Zucchini Jam with Lemon for Winter

A delightful and vibrant preserve to brighten up your mood! Zucchini jam with lemon is visually sunny and incredibly flavorful. If desired, you can add vanilla sugar or cinnamon.
Updated : 13 June, 2025

Easy
About 1 hour.
Preparation
Step 1
Prepare all the necessary ingredients – there aren’t many. It’s best to choose young zucchinis with thin skin and soft seeds for the jam. If you have mature zucchinis, remove the seeds.
Step 2
Wash the lemons thoroughly with food-safe soap and cut them into small cubes, removing the seeds.

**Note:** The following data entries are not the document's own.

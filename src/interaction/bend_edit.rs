//! Reshaping an existing bend by dragging its handles
//!
//! The bend in the store is left alone while dragging; `end` writes the
//! reshaped bend back in one step.

use crate::models::{Bend, Position, ReleaseType};
use crate::store::TieStore;
use serde::{Deserialize, Serialize};

/// Which part of the bend is being dragged
#[derive(Debug, Clone, Copy, PartialEq, Eq, Serialize, Deserialize)]
#[serde(rename_all = "lowercase")]
pub enum BendHandle {
    Upswing,
    Release,
}

#[derive(Debug, Clone, Default)]
pub struct BendEditState {
    handle: Option<BendHandle>,
    origin: Option<Bend>,
    preview: Option<Bend>,
}

impl BendEditState {
    pub fn new() -> Self {
        Self::default()
    }

    pub fn dragging(&self) -> bool {
        self.handle.is_some()
    }

    /// The reshaped bend while a drag is in progress
    pub fn preview(&self) -> Option<&Bend> {
        self.preview.as_ref()
    }

    pub fn start(&mut self, handle: BendHandle, bend: Bend) {
        self.handle = Some(handle);
        self.preview = Some(bend.clone());
        self.origin = Some(bend);
    }

    /// Follow the pointer
    ///
    /// Releasing onto a string row connects to the next note, releasing on
    /// the bend row holds.
    pub fn drag(&mut self, position: Position, on_string_row: bool) {
        let (Some(handle), Some(origin)) = (self.handle, self.origin.as_ref()) else {
            return;
        };
        self.preview = Some(match handle {
            BendHandle::Upswing => drag_upswing(origin, position),
            BendHandle::Release => drag_release(origin, position, on_string_row),
        });
    }

    /// Pointer over the bend label: dragging the release there removes it
    pub fn label_hover(&mut self) {
        if self.handle != Some(BendHandle::Release) {
            return;
        }
        if let Some(origin) = &self.origin {
            self.preview = Some(without_release(origin));
        }
    }

    /// Write the reshaped bend; returns whether anything was written
    pub fn end(&mut self, ties: &mut TieStore) -> bool {
        self.handle = None;
        self.origin = None;
        match self.preview.take() {
            Some(bend) => {
                ties.update_bend(&bend);
                true
            }
            None => false,
        }
    }

    pub fn cancel(&mut self) {
        self.handle = None;
        self.origin = None;
        self.preview = None;
    }

    /// Add a release point to a bend that has none
    pub fn release_grabber_click(&self, ties: &mut TieStore, bend: &Bend, grabber: Position) {
        if bend.through.as_ref().map_or(false, |t| !t.is_empty()) {
            return;
        }
        ties.update_bend(&Bend {
            through: Some(vec![bend.to - bend.from]),
            to: grabber,
            release_type: ReleaseType::Hold,
            ..bend.clone()
        });
    }

    pub fn set_bend_value(&self, ties: &mut TieStore, bend: &Bend, amount: f32) {
        ties.update_bend(&Bend {
            amount,
            ..bend.clone()
        });
    }

    pub fn delete_bend(&self, ties: &mut TieStore, bend: &Bend) {
        ties.delete_tie(bend.string, bend.from);
    }
}

fn drag_upswing(origin: &Bend, position: Position) -> Bend {
    let mut bend = origin.clone();
    if position < bend.from {
        return bend;
    }
    if bend.through.is_some() {
        if position >= bend.to {
            bend.through = None;
            bend.to = position;
        } else {
            bend.through = Some(vec![position - bend.from]);
        }
    } else {
        bend.to = position;
    }
    bend
}

fn drag_release(origin: &Bend, position: Position, on_string_row: bool) -> Bend {
    let release_point = origin.release_point().unwrap_or(origin.to);
    if position <= release_point {
        return without_release(origin);
    }
    Bend {
        through: Some(vec![release_point - origin.from]),
        to: position,
        release_type: if on_string_row {
            ReleaseType::Connect
        } else {
            ReleaseType::Hold
        },
        ..origin.clone()
    }
}

fn without_release(origin: &Bend) -> Bend {
    Bend {
        to: origin.release_point().unwrap_or(origin.to),
        through: None,
        ..origin.clone()
    }
}

#[cfg(test)]
mod tests {
    use super::*;
    use crate::models::NotePosition;

    fn p(b: i32) -> Position {
        Position::beats(b)
    }

    fn bend(to: i32, through: Option<i32>) -> Bend {
        Bend {
            string: 2,
            from: p(0),
            amount: 1.0,
            through: through.map(|t| vec![p(t)]),
            release_type: ReleaseType::Connect,
            to: p(to),
        }
    }

    fn stored(ties: &TieStore) -> Bend {
        ties.get_bends().into_iter().next().expect("a stored bend")
    }

    #[test]
    fn test_drag_previews_without_writing() {
        let mut ties = TieStore::new();
        ties.update_bend(&bend(1, None));
        let mut state = BendEditState::new();
        state.start(BendHandle::Upswing, bend(1, None));
        state.drag(p(3), false);
        assert_eq!(state.preview().map(|b| b.to), Some(p(3)));
        assert_eq!(stored(&ties).to, p(1));

        assert!(state.end(&mut ties));
        assert_eq!(stored(&ties).to, p(3));
        assert!(!state.dragging());
        assert!(!state.end(&mut ties));
    }

    #[test]
    fn test_release_drag() {
        let mut state = BendEditState::new();
        state.start(BendHandle::Release, bend(1, None));
        state.drag(p(3), true);
        let preview = state.preview().cloned().unwrap();
        assert_eq!(preview.through, Some(vec![p(1)]));
        assert_eq!(preview.to, p(3));
        assert_eq!(preview.release_type, ReleaseType::Connect);

        state.drag(p(4), false);
        assert_eq!(state.preview().map(|b| b.release_type), Some(ReleaseType::Hold));

        // back past the release point: the release goes
        state.drag(p(1), false);
        assert_eq!(state.preview().map(|b| b.through.clone()), Some(None));
    }

    #[test]
    fn test_upswing_moves_release_point() {
        let mut state = BendEditState::new();
        state.start(BendHandle::Upswing, bend(4, Some(1)));
        state.drag(p(2), false);
        assert_eq!(state.preview().and_then(|b| b.release_point()), Some(p(2)));
        state.drag(p(5), false);
        assert_eq!(state.preview().map(|b| (b.to, b.through.is_none())), Some((p(5), true)));
    }

    #[test]
    fn test_label_hover_drops_release() {
        let mut state = BendEditState::new();
        state.start(BendHandle::Release, bend(4, Some(1)));
        state.label_hover();
        assert_eq!(state.preview().map(|b| (b.to, b.through.is_none())), Some((p(1), true)));
    }

    #[test]
    fn test_direct_edits() {
        let mut ties = TieStore::new();
        let original = bend(1, None);
        ties.update_bend(&original);
        let state = BendEditState::new();

        state.release_grabber_click(&mut ties, &original, p(2));
        let with_release = stored(&ties);
        assert_eq!(with_release.release_point(), Some(p(1)));
        assert_eq!(with_release.release_type, ReleaseType::Hold);

        state.set_bend_value(&mut ties, &with_release, 0.5);
        assert_eq!(stored(&ties).amount, 0.5);

        state.delete_bend(&mut ties, &with_release);
        assert!(ties.get_starts_at(NotePosition::new(2, p(0))).is_none());
    }
}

The entire lemon will be used in the jam. Wash the zucchinis under running water, peel them, and cut them into cubes about 1x1 cm (0.4x0.4 inches) in size.
Step 3
Transfer the zucchinis and lemons to a pot, sprinkle with sugar, cover with a lid or a towel, and let them sit for one hour to release juice.
Step 4
After an hour, place the pot over low heat. Stir frequently – this helps the sugar dissolve faster. Bring the jam to a boil, then turn off the heat and remove the pot from the stove. Let the jam cool completely. Sterilize jars and lids.
Step 5
Once the jam has cooled, place it back on the stove, bring it to a boil over medium heat, then let it cool down again. I left it overnight. For the third time, bring the cooled jam to a boil, then pour it into sterilized jars and seal them with boiled lids. Turn the jars upside down, cover them with a blanket or towel, and leave them to cool completely. Store the jam in a cool place. Enjoy!